* **Your assignment**
Using the records below, count the lines with "Category" in them. Give the number only.

:: Given information ::

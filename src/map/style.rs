//! Layer styles.

use serde::Serialize;

/// matplotlib's tab20, used for categorical fills
pub const TAB20: [&str; 20] = [
    "#1f77b4", "#aec7e8", "#ff7f0e", "#ffbb78", "#2ca02c", "#98df8a", "#d62728", "#ff9896",
    "#9467bd", "#c5b0d5", "#8c564b", "#c49c94", "#e377c2", "#f7b6d2", "#7f7f7f", "#c7c7c7",
    "#bcbd22", "#dbdb8d", "#17becf", "#9edae5",
];

pub const SETTLEMENT_COLOR: &str = "red";
pub const ENTITY_COLOR: &str = "green";
pub const ENTITY_RADIUS: f64 = 5.0;

#[derive(Debug, Clone, PartialEq, Serialize)]
pub struct Category {
    pub value: String,
    pub color: &'static str,
}

#[derive(Debug, Clone, PartialEq, Serialize)]
#[serde(tag = "type", rename_all = "snake_case")]
pub enum LayerStyle {
    /// Fill chosen by the value of `field`
    Categorical {
        field: &'static str,
        categories: Vec<Category>,
    },
    /// One colour for every feature
    Fixed { color: &'static str },
    /// Circle markers for points, same colour for shapes
    Marker {
        color: &'static str,
        radius: f64,
        fill_opacity: f64,
    },
}

impl LayerStyle {
    /// Categorical style over `values`, coloured in sorted order.
    pub fn categorical<'a>(field: &'static str, values: impl IntoIterator<Item = &'a str>) -> Self {
        let mut values: Vec<&str> = values.into_iter().collect();
        values.sort_unstable();
        values.dedup();

        let categories = values
            .into_iter()
            .enumerate()
            .map(|(i, value)| Category {
                value: value.to_string(),
                color: TAB20[i % TAB20.len()],
            })
            .collect();

        LayerStyle::Categorical { field, categories }
    }

    pub fn entity_marker() -> Self {
        LayerStyle::Marker {
            color: ENTITY_COLOR,
            radius: ENTITY_RADIUS,
            fill_opacity: 1.0,
        }
    }
}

:::

* **Exercise result**
3